See rsync(1) for details.
bwlimit
Limit the bandwith the the given number of kilobytes per second.
See rsync(1) for details.
whole-file
Transfer whole files instead of using the incremental rsync algorithm.
See rsync(1) for details.
rsh-command
Use the given command instead of rsh when connecting to the remote host
using a remote shell protocol. Usually you want to set this to "ssh".
rsync-option
Append the specified option(s) to the rsync call. Use this with care!
See rsync(1) for details.
Backup Generations
Backup Generations are "layers" of backups. E.g. many people make daily,
weekly and monthly backups. This would be three backup generations. The
"generations" tag in the backup configuration is used to specify how many
backup generations will be created. E.g.
generations 10:7 5:4 12:0
will create three backup generations. The first generation can hold no
more than 10 incremental backups. When the 11th backup is created, the
oldest backup expires and is eighter removed or moved to the next
generation. In this case every 7th backup which expires is moved to the
next backup generation.
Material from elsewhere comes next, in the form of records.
//! HD44780 16×2 character LCD behind a PCF8574 I2C backpack.
//!
//! The controller protocol (4-bit init, nibble strobes, DDRAM addressing)
//! lives in `hd44780-driver`. This adapter only fits each row to the panel
//! and maps bus failures onto [`Error::Display`].

use embedded_hal::delay::DelayNs;
use embedded_hal::i2c::I2c;
use hd44780_driver::HD44780;
use hd44780_driver::bus::DataBus;
use hd44780_driver::charset::CharsetWithFallback;
use hd44780_driver::memory_map::{DisplayMemoryMap, MemoryMap1602};
use hd44780_driver::setup::DisplayOptionsI2C;
use log::debug;

use crate::app::ports::DisplayPort;
use crate::display::{LCD_COLS, LcdLine, ScreenLines};
use crate::error::{Error, Result};

pub struct Lcd1602<B: DataBus, M: DisplayMemoryMap, C: CharsetWithFallback, D> {
    lcd: HD44780<B, M, C>,
    delay: D,
}

/// Initialise the panel on `address` and leave it blank.
pub fn open<I: I2c, D: DelayNs>(
    i2c: I,
    mut delay: D,
    address: u8,
) -> Result<Lcd1602<impl DataBus, impl DisplayMemoryMap, impl CharsetWithFallback, D>> {
    let options = DisplayOptionsI2C::new(MemoryMap1602::new()).with_i2c_bus(i2c, address);
    let lcd = HD44780::new(options, &mut delay)
        .map_err(|_| Error::Display("LCD backpack did not acknowledge"))?;
    debug!("LCD ready at 0x{:02x}", address);
    Ok(Lcd1602 { lcd, delay })
}

/// Pad to the panel width; the character ROM only has ASCII in its lower half.
fn fit(text: &str) -> LcdLine {
    let mut out = LcdLine::new();
    for c in text.chars().take(LCD_COLS) {
        let _ = out.push(if c.is_ascii() { c } else { '?' });
    }
    while out.len() < LCD_COLS {
        let _ = out.push(' ');
    }
    out
}

impl<B, M, C, D> DisplayPort for Lcd1602<B, M, C, D>
where
    B: DataBus,
    M: DisplayMemoryMap,
    C: CharsetWithFallback,
    D: DelayNs,
{
    fn render(&mut self, lines: &ScreenLines) -> Result<()> {
        for (row, text) in (0u8..).zip(lines.iter()) {
            self.lcd
                .set_cursor_xy((0, row), &mut self.delay)
                .map_err(|_| Error::Display("LCD cursor move failed"))?;
            self.lcd
                .write_str(&fit(text), &mut self.delay)
                .map_err(|_| Error::Display("LCD write failed"))?;
        }
        Ok(())
    }

    fn clear(&mut self) -> Result<()> {
        self.lcd
            .clear(&mut self.delay)
            .map_err(|_| Error::Display("LCD clear failed"))
    }
}
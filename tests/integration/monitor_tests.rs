//! Threshold monitor → alert dispatcher → notifier pipeline.

use crate::mock_hw::{RecordingDelay, RecordingNotifier, RecordingSink};

use sitewatch::alert::{AlertDispatcher, Channel};
use sitewatch::app::events::AppEvent;
use sitewatch::config::SiteConfig;
use sitewatch::monitor::{STRIKES, ThresholdMonitor};
use sitewatch::state::SharedReadings;

const RECIPIENTS: [&str; 2] = ["+15550001111", "+15550002222"];

fn dispatcher(notifier: RecordingNotifier) -> AlertDispatcher<RecordingNotifier, RecordingDelay> {
    AlertDispatcher::new(
        notifier,
        RecordingDelay::new(),
        "Pump House".into(),
        RECIPIENTS.iter().map(|r| r.to_string()).collect(),
    )
}

fn config() -> SiteConfig {
    let mut cfg = SiteConfig::default();
    cfg.monitor.temp_range = (53.0, 75.1);
    cfg.monitor.minute_interval = 1;
    cfg.monitor.monitor_interval = 20;
    cfg
}

#[test]
fn three_hot_readings_send_one_alert_per_recipient() {
    let readings = SharedReadings::new();
    let mut monitor = ThresholdMonitor::new(&config());
    let mut alerts = dispatcher(RecordingNotifier::new());
    let mut sink = RecordingSink::new();

    readings.set_temperature(80.0);
    let fired: usize = (0..STRIKES)
        .map(|_| monitor.tick(&readings, &mut alerts, &mut sink))
        .sum();

    assert_eq!(fired, 1);
    let sent = &alerts.notifier().sent;
    assert_eq!(sent.len(), RECIPIENTS.len());
    for ((to, body), expected) in sent.iter().zip(RECIPIENTS) {
        assert_eq!(to, expected);
        assert!(body.starts_with("Pump House SERVER ALERT\n"));
        assert!(body.contains("too hot"), "{body}");
        assert!(body.contains("80.0"), "{body}");
    }
    assert_eq!(
        sink.count(|e| matches!(e, AppEvent::Strike { .. })),
        (STRIKES - 1) as usize
    );
}

#[test]
fn two_hot_readings_then_normal_send_nothing() {
    let readings = SharedReadings::new();
    let mut monitor = ThresholdMonitor::new(&config());
    let mut alerts = dispatcher(RecordingNotifier::new());
    let mut sink = RecordingSink::new();

    readings.set_temperature(80.0);
    monitor.tick(&readings, &mut alerts, &mut sink);
    monitor.tick(&readings, &mut alerts, &mut sink);
    readings.set_temperature(70.0);
    monitor.tick(&readings, &mut alerts, &mut sink);

    assert!(alerts.notifier().sent.is_empty());
    assert_eq!(monitor.failures(Channel::Temperature), 0);
    assert!(sink.events.contains(&AppEvent::Recovered(Channel::Temperature)));
}

#[test]
fn failed_recipient_does_not_stop_fan_out() {
    let readings = SharedReadings::new();
    let mut monitor = ThresholdMonitor::new(&config());
    let mut alerts = dispatcher(RecordingNotifier::failing_for(RECIPIENTS[0]));
    let mut sink = RecordingSink::new();

    readings.set_power_good(false);
    readings.set_battery(64);
    for _ in 0..STRIKES {
        monitor.tick(&readings, &mut alerts, &mut sink);
    }

    let sent = &alerts.notifier().sent;
    assert_eq!(sent.len(), 1);
    assert_eq!(sent[0].0, RECIPIENTS[1]);
    assert!(sent[0].1.contains("UPS Capacity: 64%"));
    assert!(sink.events.contains(&AppEvent::AlertDispatched {
        channel: Channel::Power,
        delivered: 1,
        recipients: 2,
    }));
}

#[test]
fn cold_reading_sends_cold_text() {
    let readings = SharedReadings::new();
    let mut monitor = ThresholdMonitor::new(&config());
    let mut alerts = dispatcher(RecordingNotifier::new());
    let mut sink = RecordingSink::new();

    readings.set_temperature(40.0);
    for _ in 0..STRIKES {
        monitor.tick(&readings, &mut alerts, &mut sink);
    }
    let bodies = alerts.notifier().bodies();
    assert_eq!(bodies.len(), 2);
    assert!(bodies[0].contains("Room temperature is too cold.\nCurrent Temperature: 40.0 F"));
}

#[test]
fn sustained_failure_repeats_after_cooldown() {
    // 1 minute at a 20 s monitor tick: 3 ticks between alerts.
    let readings = SharedReadings::new();
    let mut monitor = ThresholdMonitor::new(&config());
    let mut alerts = dispatcher(RecordingNotifier::new());
    let mut sink = RecordingSink::new();

    readings.set_humidity(75.0);
    let ticks_with_alert: Vec<usize> = (1..=9)
        .filter(|_| monitor.tick(&readings, &mut alerts, &mut sink) > 0)
        .collect();
    assert_eq!(ticks_with_alert, vec![3, 6, 9]);
    assert!(alerts.notifier().bodies().iter().all(|b| b.contains("too high")));
}

#[test]
fn connected_uplink_skips_grace_period() {
    let readings = SharedReadings::new();
    let delay = RecordingDelay::new();
    let mut monitor = ThresholdMonitor::new(&config());
    let mut alerts = AlertDispatcher::new(
        RecordingNotifier::new(),
        delay.clone(),
        "Pump House".into(),
        vec!["+15550001111".into()],
    );
    let mut sink = RecordingSink::new();

    readings.set_temperature(90.0);
    for _ in 0..STRIKES {
        monitor.tick(&readings, &mut alerts, &mut sink);
    }
    assert_eq!(delay.total_ms(), 0);
    assert!(!readings.failover_requested());
}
So if you make daily backups, the 2nd backup
generation will contain weekly snapshots and the 3rd generation will
contain snapshots for 4 weeks intervals (which is almost a month).
Note that the 2nd number for the last backup generation is ignored since
there is no upper-level generation where backups could be moved to.
Setting up rsync on the backed-up host
Create an /etc/rsync.conf file containing a section for the backup:
[ backup ]
path = /
read only = yes
list = no
uid = root
gid = root
auth users = backup
secrets file = /etc/rsyncd.secrets
hosts allow = backup.example.com
And add the user 'backup' and his password to the /etc/rsyncd.secrets
file (and make sure that only root can read that file):
backup:secret
Finally add rsyncd to your /etc/inetd.conf:
rsync stream tcp nowait root /usr/bin/rsync rsyncd --daemon
See rsync(1) for details on how to set up an rsync server.
Secure Backups using SSH
If you are making makups over the wild wild web (the public internet) or
any other unsecure links (like 99% of all office networks), you might
want to use an encrypted connection. One possible solution is running
rsync over ssh and authenticating using an ssh-key.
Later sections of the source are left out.